Corizon Sued Over Death of Prisoner in St. Louis Jail
The St. Louis Lawyer's Group is helping the family of a man who died five days after arriving at the St. Louis Justice Center sue the jail's private medical services provider, Corizon. The suit alleges denial of medical care to a seriously ill prisoner resulting in his death.
Courtland Lucas was a 31-year-old man with a history of drug and traffic offenses when he was arrested for parole violation. Because he was complaining of chest pains, he was taken to the St. Alexius Hospital where doctors gave him insulin and set out a plan for checking his blood sugar level. Then he was incarcerated in the St. Louis Justice Center where a jail doctor ordered a similar plan.
Lucas had a history of serious heart disease. His medical records showed several heart valve replacements and a hospitalization for swelling and an irregular heartbeat. He was also diabetic with high blood pressure and a pacemaker.

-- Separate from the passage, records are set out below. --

//! Money type split into whole units and nanos.
//!
//! CRITICAL: Never use floating-point for money calculations.
//! Amounts are two exact integers; `to_decimal` gives the combined
//! `rust_decimal::Decimal` value when one is needed.

use rust_decimal::Decimal;
use serde::{Deserialize, Serialize};

/// Number of nanos in one whole currency unit.
pub const NANOS_PER_UNIT: i32 = 1_000_000_000;

/// Represents a monetary amount with currency.
///
/// `units` holds the signed whole-unit component and `nanos` the sub-unit
/// component scaled by 10^9. A normalized amount keeps `nanos` within
/// `(-1e9, 1e9)` and with the same sign as `units`.
#[derive(Debug, Clone, PartialEq, Eq, Hash, Serialize, Deserialize)]
#[serde(rename_all = "camelCase")]
pub struct Money {
    /// Whole currency units.
    pub units: i64,
    /// Sub-unit amount in billionths of a unit.
    #[serde(default)]
    pub nanos: i32,
    /// ISO 4217 currency code (e.g., "USD", "EUR").
    pub currency_code: String,
}

impl Money {
    /// Creates a new Money instance.
    #[must_use]
    pub fn new(units: i64, nanos: i32, currency_code: impl Into<String>) -> Self {
        Self {
            units,
            nanos,
            currency_code: currency_code.into(),
        }
    }

    /// Returns true if `nanos` is below one unit in magnitude and does not
    /// disagree in sign with `units`.
    #[must_use]
    pub const fn is_normalized(&self) -> bool {
        if self.nanos.unsigned_abs() >= NANOS_PER_UNIT.unsigned_abs() {
            return false;
        }
        !((self.units > 0 && self.nanos < 0) || (self.units < 0 && self.nanos > 0))
    }

    /// Returns the exact amount as a decimal (`units + nanos / 10^9`).
    #[must_use]
    pub fn to_decimal(&self) -> Decimal {
        Decimal::from(self.units) + Decimal::new(i64::from(self.nanos), 9)
    }
}

impl std::fmt::Display for Money {
    fn fmt(&self, f: &mut std::fmt::Formatter<'_>) -> std::fmt::Result {
        // Unnormalized pairs still render their exact value
        write!(f, "{:.9} {}", self.to_decimal(), self.currency_code)
    }
}

/// A request to convert `from` into the currency named by `to_code`.
#[derive(Debug, Clone, PartialEq, Eq, Serialize, Deserialize)]
#[serde(rename_all = "camelCase")]
pub struct ConversionRequest {
    /// Amount to convert.
    pub from: Money,
    /// Target currency code.
    pub to_code: String,
}

impl ConversionRequest {
    /// Creates a new conversion request.
    #[must_use]
    pub fn new(from: Money, to_code: impl Into<String>) -> Self {
        Self {
            from,
            to_code: to_code.into(),
        }
    }
}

Unfortunately, jail medical staff didn't take his complaints very seriously. From his medical records, it appears that blood sugar level checks were missed and blood sugar levels as high as 325 were not treated with insulin. When Lucas began complaining of hallucinations, he was ignored and one nurse wrote in his medical records that he was staging all of his episodes. A doctor who had left instructions that he be contacted should Lucas's mental state change was never called.
Medical services at the jail are contracted to Corizon, the nation's largest private prisoner health care provider. Headquartered in St. Louis, Corizon--which was formed by the 2011 merger of Correctional Medical Services with PHS Correctional Healthcare--has medical contracts with 400 jails and prisons holding more than 400,000 prisoners throughout the country.
St. Louis mayor Francis Slay maintains that the city takes its obligation to provide prisoners health care seriously and spends close to $7 million a year to do so. That is cold comfort to Lucas's family, including his minor son, Trayon Lucas-McNary, in whose name the lawsuit was filed.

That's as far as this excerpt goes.